Aim of the task: Go through the data below and retype all of it exactly.

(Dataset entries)
//! Vault accounting: whose balances fund a calibration
//!
//! Without a vault the caller is the source of LP and of any required
//! assets. With a vault configured, the vault is the source for every
//! caller and must have approved the operator beforehand.

use crate::adapter::TokenLedger;
use crate::error::{CalibrationError, Result};
use crate::settlement::CalibrationPlan;
use calibrator_amm::{Address, PoolKey, U256};
use calibrator_config::VaultSettings;
use tracing::debug;

#[derive(Debug, Clone, Copy, Default, PartialEq, Eq)]
pub struct VaultConfig {
    vault: Option<Address>,
    minimum_base: U256,
}

impl VaultConfig {
    pub fn new(vault: Option<Address>, minimum_base: U256) -> Self {
        Self {
            vault,
            minimum_base,
        }
    }

    pub fn from_settings(settings: &VaultSettings) -> Self {
        Self::new(settings.address, settings.minimum_base)
    }

    pub fn vault(&self) -> Option<Address> {
        self.vault
    }

    pub fn minimum_base(&self) -> U256 {
        self.minimum_base
    }

    /// Route balances through `vault`, or back to callers with `None`
    pub fn set_vault(&mut self, vault: Option<Address>) {
        self.vault = vault;
    }

    pub fn set_minimum_base(&mut self, minimum_base: U256) {
        self.minimum_base = minimum_base;
    }

    pub fn is_vault_mode(&self) -> bool {
        self.vault.is_some()
    }

    /// Account whose LP and assets back a call from `caller`
    pub fn source_for(&self, caller: Address) -> Address {
        self.vault.unwrap_or(caller)
    }
}

/// Verify `source` can fund `plan` before anything moves
///
/// Covers the LP to withdraw and the required base and quote. The operator
/// spends its own balances without an allowance. A short allowance is
/// [`CalibrationError::AllowanceNotGranted`] in vault mode and
/// [`CalibrationError::InsufficientLiquidity`] otherwise.
pub fn check_funding<L: TokenLedger + ?Sized>(
    ledger: &L,
    pool: &PoolKey,
    plan: &CalibrationPlan,
    source: Address,
    operator: Address,
    vault_mode: bool,
) -> Result<()> {
    let needs = [
        (pool.pair, plan.liquidity_withdrawn, "lp"),
        (pool.base, plan.settlement.required_base, "base"),
        (pool.quote, plan.settlement.required_quote, "quote"),
    ];

    for (token, needed, label) in needs {
        if needed.is_zero() {
            continue;
        }

        let balance = ledger.balance_of(token, source);
        if balance < needed {
            return Err(CalibrationError::insufficient(
                format!("{label} balance of {source:?}"),
                needed,
                balance,
            ));
        }

        if source == operator {
            continue;
        }
        let granted = ledger.allowance(token, source, operator);
        if granted < needed {
            return Err(if vault_mode {
                CalibrationError::AllowanceNotGranted {
                    token,
                    owner: source,
                    spender: operator,
                    needed,
                    granted,
                }
            } else {
                CalibrationError::insufficient(
                    format!("{label} allowance of {source:?}"),
                    needed,
                    granted,
                )
            });
        }
        debug!(asset = label, %needed, "Funding verified");
    }
    Ok(())
}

Result:
//! Vault accounting: whose balances fund a calibration
//!
//! Without a vault the caller is the source of LP and of any required
//! assets. With a vault configured, the vault is the source for every
//! caller and must have approved the operator beforehand.

use crate::adapter::TokenLedger;
use crate::error::{CalibrationError, Result};
use crate::settlement::CalibrationPlan;
use calibrator_amm::{Address, PoolKey, U256};
use calibrator_config::VaultSettings;
use tracing::debug;

#[derive(Debug, Clone, Copy, Default, PartialEq, Eq)]
pub struct VaultConfig {
    vault: Option<Address>,
    minimum_base: U256,
}

impl VaultConfig {
    pub fn new(vault: Option<Address>, minimum_base: U256) -> Self {
        Self {
            vault,
            minimum_base,
        }
    }

    pub fn from_settings(settings: &VaultSettings) -> Self {
        Self::new(settings.address, settings.minimum_base)
    }

    pub fn vault(&self) -> Option<Address> {
        self.vault
    }

    pub fn minimum_base(&self) -> U256 {
        self.minimum_base
    }

    /// Route balances through `vault`, or back to callers with `None`
    pub fn set_vault(&mut self, vault: Option<Address>) {
        self.vault = vault;
    }

    pub fn set_minimum_base(&mut self, minimum_base: U256) {
        self.minimum_base = minimum_base;
    }

    pub fn is_vault_mode(&self) -> bool {
        self.vault.is_some()
    }

    /// Account whose LP and assets back a call from `caller`
    pub fn source_for(&self, caller: Address) -> Address {
        self.vault.unwrap_or(caller)
    }
}

/// Verify `source` can fund `plan` before anything moves
///
/// Covers the LP to withdraw and the required base and quote. The operator
/// spends its own balances without an allowance. A short allowance is
/// [`CalibrationError::AllowanceNotGranted`] in vault mode and
/// [`CalibrationError::InsufficientLiquidity`] otherwise.
pub fn check_funding<L: TokenLedger + ?Sized>(
    ledger: &L,
    pool: &PoolKey,
    plan: &CalibrationPlan,
    source: Address,
    operator: Address,
    vault_mode: bool,
) -> Result<()> {
    let needs = [
        (pool.pair, plan.liquidity_withdrawn, "lp"),
        (pool.base, plan.settlement.required_base, "base"),
        (pool.quote, plan.settlement.required_quote, "quote"),
    ];

    for (token, needed, label) in needs {
        if needed.is_zero() {
            continue;
        }

        let balance = ledger.balance_of(token, source);
        if balance < needed {
            return Err(CalibrationError::insufficient(
                format!("{label} balance of {source:?}"),
                needed,
                balance,
            ));
        }

        if source == operator {
            continue;
        }
        let granted = ledger.allowance(token, source, operator);
        if granted < needed {
            return Err(if vault_mode {
                CalibrationError::AllowanceNotGranted {
                    token,
                    owner: source,
                    spender: operator,
                    needed,
                    granted,
                }
            } else {
                CalibrationError::insufficient(
                    format!("{label} allowance of {source:?}"),
                    needed,
                    granted,
                )
            });
        }
        debug!(asset = label, %needed, "Funding verified");
    }
    Ok(())
}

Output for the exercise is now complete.